VPRs Bob Kinzel reports.
(Kinzel) During his nearly 20 years in Congress, health care reform has been a signature issue for Bernie Sanders.
As a member of the Senate Health committee, Sanders pushed for a plan to allow anyone at any age to sign up for Medicare - a proposal that he says would effectively create a single payer option in this country.
Sanders says it's clear that this approach doesn't have enough support to pass, so he's working for a bill that includes a strong public option, subsidies for low and middle income people, and more money for community health centers.

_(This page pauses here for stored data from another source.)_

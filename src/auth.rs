use axum::{RequestPartsExt, extract::FromRequestParts, http::request::Parts};
use axum_extra::{TypedHeader, headers::Cookie};
use base64::{Engine, engine::general_purpose::URL_SAFE_NO_PAD};
use chrono::{DateTime, Utc};
use rand::RngCore;
use std::{convert::Infallible, sync::LazyLock};

use crate::{
    AppState,
    error::{AppError, Result},
    models::User,
    repository::PgRepository,
    services::auth_service,
};

pub const SESSION_COOKIE: &str = "session_id";

const BCRYPT_COST: u32 = 10;

// Verified against when the email is unknown so both login failures cost a hash
static DUMMY_HASH: LazyLock<String> =
    LazyLock::new(|| bcrypt::hash("dummy-password", BCRYPT_COST).unwrap_or_default());

// Password hashing utilities
pub fn hash_password(password: &str) -> Result<String> {
    bcrypt::hash(password, BCRYPT_COST).map_err(AppError::from)
}

pub fn verify_password(password: &str, hash: &str) -> Result<bool> {
    bcrypt::verify(password, hash).map_err(AppError::from)
}

pub fn dummy_password_hash() -> &'static str {
    &DUMMY_HASH
}

/// 256 random bits from the thread CSPRNG, URL-safe base64 without padding.
pub fn generate_session_token() -> String {
    let mut bytes = [0u8; 32];
    rand::rng().fill_bytes(&mut bytes);
    URL_SAFE_NO_PAD.encode(bytes)
}

// -- Cookie helpers --

pub fn session_cookie(
    token: &str,
    expires_at: DateTime<Utc>,
    now: DateTime<Utc>,
    secure: bool,
) -> String {
    let max_age = (expires_at - now).num_seconds().max(0);
    format!(
        "{}={}; HttpOnly; SameSite=Lax; Path=/; Max-Age={}{}",
        SESSION_COOKIE,
        token,
        max_age,
        if secure { "; Secure" } else { "" }
    )
}

pub fn clear_session_cookie(secure: bool) -> String {
    format!(
        "{}=; HttpOnly; SameSite=Lax; Path=/; Max-Age=0{}",
        SESSION_COOKIE,
        if secure { "; Secure" } else { "" }
    )
}

async fn session_token(parts: &mut Parts) -> Option<String> {
    let TypedHeader(cookies) = parts.extract::<TypedHeader<Cookie>>().await.ok()?;
    cookies
        .get(SESSION_COOKIE)
        .filter(|token| !token.is_empty())
        .map(str::to_string)
}

/// The raw `session_id` cookie, whether or not it still names a live session.
#[derive(Debug)]
pub struct SessionCookie(pub Option<String>);

impl<S: Send + Sync> FromRequestParts<S> for SessionCookie {
    type Rejection = Infallible;

    async fn from_request_parts(
        parts: &mut Parts,
        _state: &S,
    ) -> std::result::Result<Self, Self::Rejection> {
        Ok(SessionCookie(session_token(parts).await))
    }
}

#[derive(Debug, Clone)]
pub struct AuthUser {
    pub user: User,
    pub token: String,
}

impl FromRequestParts<AppState> for AuthUser {
    type Rejection = AppError;

    async fn from_request_parts(parts: &mut Parts, state: &AppState) -> Result<Self> {
        let token = session_token(parts)
            .await
            .ok_or_else(|| AppError::Unauthorized("Please sign in first".to_string()))?;

        // Expired sessions are revoked inside this transaction
        let mut repo = PgRepository::begin(&state.db).await?;
        let user = auth_service::authenticate_request(&mut repo, &token, Utc::now()).await?;
        repo.commit().await?;

        let user =
            user.ok_or_else(|| AppError::Unauthorized("Session expired or invalid".to_string()))?;

        Ok(AuthUser { user, token })
    }
}

// Optional auth user (for pages that work with or without a session)
#[derive(Debug)]
pub struct OptionalAuthUser(pub Option<AuthUser>);

impl OptionalAuthUser {
    pub fn user(&self) -> Option<User> {
        self.0.as_ref().map(|auth| auth.user.clone())
    }
}

impl FromRequestParts<AppState> for OptionalAuthUser {
    type Rejection = AppError;

    async fn from_request_parts(parts: &mut Parts, state: &AppState) -> Result<Self> {
        // Only a missing or dead session means anonymous; storage errors surface
        match AuthUser::from_request_parts(parts, state).await {
            Ok(user) => Ok(OptionalAuthUser(Some(user))),
            Err(AppError::Unauthorized(_)) => Ok(OptionalAuthUser(None)),
            Err(e) => Err(e),
        }
    }
}

#[cfg(test)]
mod tests {
    use super::*;
    use chrono::Duration;

    #[test]
    fn session_token_is_43_url_safe_chars() {
        let token = generate_session_token();
        assert_eq!(token.len(), 43);
        assert!(
            token
                .chars()
                .all(|c| c.is_ascii_alphanumeric() || c == '-' || c == '_')
        );
    }

    #[test]
    fn session_tokens_are_unique() {
        assert_ne!(generate_session_token(), generate_session_token());
    }

    #[test]
    fn password_hash_round_trip() {
        let hash = hash_password("secret1").unwrap();
        assert_ne!(hash, "secret1");
        assert!(verify_password("secret1", &hash).unwrap());
        assert!(!verify_password("secret2", &hash).unwrap());
    }

    #[test]
    fn dummy_hash_is_a_valid_bcrypt_hash() {
        assert!(!verify_password("anything", dummy_password_hash()).unwrap());
    }

    #[test]
    fn session_cookie_carries_remaining_lifetime() {
        let now = Utc::now();
        let cookie = session_cookie("abc", now + Duration::hours(12), now, false);
        assert_eq!(
            cookie,
            "session_id=abc; HttpOnly; SameSite=Lax; Path=/; Max-Age=43200"
        );
        assert!(session_cookie("abc", now, now, true).ends_with("Max-Age=0; Secure"));
    }

    #[test]
    fn clear_cookie_expires_immediately() {
        assert_eq!(
            clear_session_cookie(false),
            "session_id=; HttpOnly; SameSite=Lax; Path=/; Max-Age=0"
        );
    }
}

He also wants the legislation to allow a number of states to create a single payer pilot program. Sanders says it's been a tough fight:
(Sanders) "We are playing hardball here and I am doing my best to make this legislation as strong as it possibly can be."
(Kinzel) Sanders isn't convinced that when the final vote eventually comes, that all Republicans will necessarily line up against the bill:
(Sanders) "At the end of the day, some Republicans begin to say ‘you know, what I want is to be on the right side of history on this thing. I don't want to be remembered as somebody who stopped the effort that has been proceeding for 100 years to bring health care to all people. Maybe I don't want to vote on that now'. At this point we have zero people who are Republicans - which is quite outrageous, but it's not for sure. You really can't predict that at the end of the day you may get some other Republicans on board."
(Kinzel) In the last few weeks, a number of Democratic senators have linked their vote to whether or not the bill includes a public option. Sanders isn't making that kind of statement and he thinks there's an elaborate political dance going on over this bill:
(Sanders) "Politics and doing legislation is like playing poker. There's a lot of bluffing that's going on and everybody's saying ‘no way no way no way' on every piece of legislation in history. And somehow legislation gets passed, so we will see what's going to happen and a lot of this will have to do with the President of the United States and the role that he will be playing."
(Kinzel) The Senate Finance committee is scheduled to vote on its bill by the end of the week - that proposal will then be combined with a more sweeping plan passed by the Senate Health committee.
A vote on the Senate floor is expected in the next few weeks.